__Material to process__
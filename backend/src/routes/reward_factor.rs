use serde::{Deserialize, Serialize};
use std::collections::BTreeMap;

use crate::api::{ContractId, MeasureCode};

// =========================================================
// Reward Factor types + route
// =========================================================

/// Weighted performance of one contract over its measure ratings.
#[derive(Debug, Clone, Copy, PartialEq, Serialize, Deserialize)]
#[serde(rename_all = "camelCase")]
pub struct CohortStats {
    pub weighted_mean: Option<f64>,
    pub weighted_variance: Option<f64>,
    pub measure_count: usize,
}

impl CohortStats {
    pub const EMPTY: CohortStats = CohortStats {
        weighted_mean: None,
        weighted_variance: None,
        measure_count: 0,
    };

    pub fn is_scored(&self) -> bool {
        self.weighted_mean.is_some() && self.weighted_variance.is_some()
    }
}

/// Percent of scored contracts at or below a contract's weighted mean and variance.
#[derive(Debug, Clone, Copy, Default, PartialEq, Serialize, Deserialize)]
#[serde(rename_all = "camelCase")]
pub struct PercentileRanks {
    pub mean: Option<f64>,
    pub variance: Option<f64>,
}

/// Population cut lines for the Reward Factor lookup.
///
/// Field names follow the program's default lines; the actual percentiles
/// come from the engine configuration.
#[derive(Debug, Clone, Copy, PartialEq, Serialize, Deserialize)]
#[serde(rename_all = "camelCase")]
pub struct PercentileThresholds {
    pub mean_65th: f64,
    pub mean_85th: f64,
    pub variance_30th: f64,
    pub variance_70th: f64,
}

/// Where a contract's weighted mean falls.
#[derive(Debug, Clone, Copy, PartialEq, Eq, Hash, Serialize, Deserialize)]
#[serde(rename_all = "snake_case")]
pub enum MeanCategory {
    High,
    RelativelyHigh,
    Below,
}

/// Where a contract's weighted variance falls.
#[derive(Debug, Clone, Copy, PartialEq, Eq, Hash, Serialize, Deserialize)]
#[serde(rename_all = "snake_case")]
pub enum VarianceCategory {
    Low,
    Medium,
    High,
}

/// Current vs. projected Reward Factor for one contract.
#[derive(Debug, Clone, PartialEq, Serialize, Deserialize)]
#[serde(rename_all = "camelCase")]
pub struct ContractRewardFactor {
    pub contract_id: ContractId,
    pub contract_name: Option<String>,
    pub current: CohortStats,
    pub projected: CohortStats,
    pub current_percentiles: PercentileRanks,
    pub projected_percentiles: PercentileRanks,
    pub current_mean_category: Option<MeanCategory>,
    pub current_variance_category: Option<VarianceCategory>,
    pub projected_mean_category: Option<MeanCategory>,
    pub projected_variance_category: Option<VarianceCategory>,
    pub current_r_factor: f64,
    pub projected_r_factor: f64,
    pub r_factor_change: f64,
    /// Weighted mean plus current Reward Factor.
    pub current_rating: Option<f64>,
    pub current_rating_rounded: Option<f64>,
    /// Projected weighted mean before the Reward Factor is added.
    pub projected_rating_without_measures: Option<f64>,
    pub final_projected: Option<f64>,
    pub final_projected_rounded: Option<f64>,
    /// Signed half-star steps between the rounded current and final ratings.
    pub star_bracket_change: Option<i32>,
    #[serde(skip_serializing_if = "Option::is_none")]
    pub official_rating: Option<f64>,
}

/// Calculated vs. official value of one threshold.
#[derive(Debug, Clone, Copy, PartialEq, Serialize, Deserialize)]
#[serde(rename_all = "camelCase")]
pub struct ThresholdDifference {
    pub calculated: f64,
    pub official: f64,
    pub difference: f64,
    #[serde(skip_serializing_if = "Option::is_none")]
    pub percent_difference: Option<f64>,
}

/// Calibration report against published thresholds.
#[derive(Debug, Clone, Copy, PartialEq, Serialize, Deserialize)]
#[serde(rename_all = "camelCase")]
pub struct ThresholdComparison {
    pub mean_65th: ThresholdDifference,
    pub mean_85th: ThresholdDifference,
    pub variance_30th: ThresholdDifference,
    pub variance_70th: ThresholdDifference,
}

/// Short record used by the top gainers / losers lists.
#[derive(Debug, Clone, PartialEq, Serialize, Deserialize)]
#[serde(rename_all = "camelCase")]
pub struct RewardFactorMover {
    pub contract_id: ContractId,
    pub contract_name: Option<String>,
    pub current_r_factor: f64,
    pub projected_r_factor: f64,
    pub r_factor_change: f64,
}

/// Population-level summary of Reward Factor movement.
#[derive(Debug, Clone, PartialEq, Serialize, Deserialize)]
#[serde(rename_all = "camelCase")]
pub struct RewardFactorSummary {
    pub total_contracts: usize,
    pub contracts_gaining_r_factor: usize,
    pub contracts_losing_r_factor: usize,
    pub contracts_unchanged: usize,
    pub avg_r_factor_change: f64,
    /// Counts keyed by labels such as `"gained +0.2"` or `"lost -0.1"`.
    pub change_distribution: BTreeMap<String, usize>,
    pub top_gainers: Vec<RewardFactorMover>,
    pub top_losers: Vec<RewardFactorMover>,
}

/// Complete Reward Factor projection for a year and exclusion set.
#[derive(Debug, Clone, PartialEq, Serialize, Deserialize)]
#[serde(rename_all = "camelCase")]
pub struct RewardFactorData {
    pub year: i32,
    pub excluded_measures: Vec<MeasureCode>,
    pub current_thresholds: Option<PercentileThresholds>,
    pub projected_thresholds: Option<PercentileThresholds>,
    #[serde(skip_serializing_if = "Option::is_none")]
    pub official_thresholds: Option<PercentileThresholds>,
    #[serde(skip_serializing_if = "Option::is_none")]
    pub threshold_comparison: Option<ThresholdComparison>,
    pub contracts: Vec<ContractRewardFactor>,
    /// Rated contracts with no weighted measures to rank.
    pub unscored_contracts: Vec<ContractId>,
    pub summary: RewardFactorSummary,
}

#[cfg(test)]
mod tests {
    use super::*;

    #[test]
    fn test_threshold_field_names() {
        let thresholds = PercentileThresholds {
            mean_65th: 3.5,
            mean_85th: 4.0,
            variance_30th: 0.6,
            variance_70th: 1.1,
        };
        let json = serde_json::to_value(thresholds).unwrap();
        assert_eq!(json["mean65th"], 3.5);
        assert_eq!(json["mean85th"], 4.0);
        assert_eq!(json["variance30th"], 0.6);
        assert_eq!(json["variance70th"], 1.1);
    }

    #[test]
    fn test_category_serialization() {
        assert_eq!(
            serde_json::to_string(&MeanCategory::RelativelyHigh).unwrap(),
            "\"relatively_high\""
        );
        assert_eq!(
            serde_json::to_string(&VarianceCategory::Low).unwrap(),
            "\"low\""
        );
    }

    #[test]
    fn test_empty_stats_not_scored() {
        assert!(!CohortStats::EMPTY.is_scored());
    }
}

__Prompt__
Give back each record exactly, from the first line through the last.

__Solution to the exercise__
filename backend/src/routes/reward_factor.rs
use serde::{Deserialize, Serialize};
use std::collections::BTreeMap;

use crate::api::{ContractId, MeasureCode};

// =========================================================
// Reward Factor types + route
// =========================================================

/// Weighted performance of one contract over its measure ratings.
#[derive(Debug, Clone, Copy, PartialEq, Serialize, Deserialize)]
#[serde(rename_all = "camelCase")]
pub struct CohortStats {
    pub weighted_mean: Option<f64>,
    pub weighted_variance: Option<f64>,
    pub measure_count: usize,
}

impl CohortStats {
    pub const EMPTY: CohortStats = CohortStats {
        weighted_mean: None,
        weighted_variance: None,
        measure_count: 0,
    };

    pub fn is_scored(&self) -> bool {
        self.weighted_mean.is_some() && self.weighted_variance.is_some()
    }
}

/// Percent of scored contracts at or below a contract's weighted mean and variance.
#[derive(Debug, Clone, Copy, Default, PartialEq, Serialize, Deserialize)]
#[serde(rename_all = "camelCase")]
pub struct PercentileRanks {
    pub mean: Option<f64>,
    pub variance: Option<f64>,
}

/// Population cut lines for the Reward Factor lookup.
///
/// Field names follow the program's default lines; the actual percentiles
/// come from the engine configuration.
#[derive(Debug, Clone, Copy, PartialEq, Serialize, Deserialize)]
#[serde(rename_all = "camelCase")]
pub struct PercentileThresholds {
    pub mean_65th: f64,
    pub mean_85th: f64,
    pub variance_30th: f64,
    pub variance_70th: f64,
}

/// Where a contract's weighted mean falls.
#[derive(Debug, Clone, Copy, PartialEq, Eq, Hash, Serialize, Deserialize)]
#[serde(rename_all = "snake_case")]
pub enum MeanCategory {
    High,
    RelativelyHigh,
    Below,
}

/// Where a contract's weighted variance falls.
#[derive(Debug, Clone, Copy, PartialEq, Eq, Hash, Serialize, Deserialize)]
#[serde(rename_all = "snake_case")]
pub enum VarianceCategory {
    Low,
    Medium,
    High,
}

/// Current vs. projected Reward Factor for one contract.
#[derive(Debug, Clone, PartialEq, Serialize, Deserialize)]
#[serde(rename_all = "camelCase")]
pub struct ContractRewardFactor {
    pub contract_id: ContractId,
    pub contract_name: Option<String>,
    pub current: CohortStats,
    pub projected: CohortStats,
    pub current_percentiles: PercentileRanks,
    pub projected_percentiles: PercentileRanks,
    pub current_mean_category: Option<MeanCategory>,
    pub current_variance_category: Option<VarianceCategory>,
    pub projected_mean_category: Option<MeanCategory>,
    pub projected_variance_category: Option<VarianceCategory>,
    pub current_r_factor: f64,
    pub projected_r_factor: f64,
    pub r_factor_change: f64,
    /// Weighted mean plus current Reward Factor.
    pub current_rating: Option<f64>,
    pub current_rating_rounded: Option<f64>,
    /// Projected weighted mean before the Reward Factor is added.
    pub projected_rating_without_measures: Option<f64>,
    pub final_projected: Option<f64>,
    pub final_projected_rounded: Option<f64>,
    /// Signed half-star steps between the rounded current and final ratings.
    pub star_bracket_change: Option<i32>,
    #[serde(skip_serializing_if = "Option::is_none")]
    pub official_rating: Option<f64>,
}

/// Calculated vs. official value of one threshold.
#[derive(Debug, Clone, Copy, PartialEq, Serialize, Deserialize)]
#[serde(rename_all = "camelCase")]
pub struct ThresholdDifference {
    pub calculated: f64,
    pub official: f64,
    pub difference: f64,
    #[serde(skip_serializing_if = "Option::is_none")]
    pub percent_difference: Option<f64>,
}

/// Calibration report against published thresholds.
#[derive(Debug, Clone, Copy, PartialEq, Serialize, Deserialize)]
#[serde(rename_all = "camelCase")]
pub struct ThresholdComparison {
    pub mean_65th: ThresholdDifference,
    pub mean_85th: ThresholdDifference,
    pub variance_30th: ThresholdDifference,
    pub variance_70th: ThresholdDifference,
}

/// Short record used by the top gainers / losers lists.
#[derive(Debug, Clone, PartialEq, Serialize, Deserialize)]
#[serde(rename_all = "camelCase")]
pub struct RewardFactorMover {
    pub contract_id: ContractId,
    pub contract_name: Option<String>,
    pub current_r_factor: f64,
    pub projected_r_factor: f64,
    pub r_factor_change: f64,
}

/// Population-level summary of Reward Factor movement.
#[derive(Debug, Clone, PartialEq, Serialize, Deserialize)]
#[serde(rename_all = "camelCase")]
pub struct RewardFactorSummary {
    pub total_contracts: usize,
    pub contracts_gaining_r_factor: usize,
    pub contracts_losing_r_factor: usize,
    pub contracts_unchanged: usize,
    pub avg_r_factor_change: f64,
    /// Counts keyed by labels such as `"gained +0.2"` or `"lost -0.1"`.
    pub change_distribution: BTreeMap<String, usize>,
    pub top_gainers: Vec<RewardFactorMover>,
    pub top_losers: Vec<RewardFactorMover>,
}

/// Complete Reward Factor projection for a year and exclusion set.
#[derive(Debug, Clone, PartialEq, Serialize, Deserialize)]
#[serde(rename_all = "camelCase")]
pub struct RewardFactorData {
    pub year: i32,
    pub excluded_measures: Vec<MeasureCode>,
    pub current_thresholds: Option<PercentileThresholds>,
    pub projected_thresholds: Option<PercentileThresholds>,
    #[serde(skip_serializing_if = "Option::is_none")]
    pub official_thresholds: Option<PercentileThresholds>,
    #[serde(skip_serializing_if = "Option::is_none")]
    pub threshold_comparison: Option<ThresholdComparison>,
    pub contracts: Vec<ContractRewardFactor>,
    /// Rated contracts with no weighted measures to rank.
    pub unscored_contracts: Vec<ContractId>,
    pub summary: RewardFactorSummary,
}

#[cfg(test)]
mod tests {
    use super::*;

    #[test]
    fn test_threshold_field_names() {
        let thresholds = PercentileThresholds {
            mean_65th: 3.5,
            mean_85th: 4.0,
            variance_30th: 0.6,
            variance_70th: 1.1,
        };
        let json = serde_json::to_value(thresholds).unwrap();
        assert_eq!(json["mean65th"], 3.5);
        assert_eq!(json["mean85th"], 4.0);
        assert_eq!(json["variance30th"], 0.6);
        assert_eq!(json["variance70th"], 1.1);
    }

    #[test]
    fn test_category_serialization() {
        assert_eq!(
            serde_json::to_string(&MeanCategory::RelativelyHigh).unwrap(),
            "\"relatively_high\""
        );
        assert_eq!(
            serde_json::to_string(&VarianceCategory::Low).unwrap(),
            "\"low\""
        );
    }

    #[test]
    fn test_empty_stats_not_scored() {
        assert!(!CohortStats::EMPTY.is_scored());
    }
}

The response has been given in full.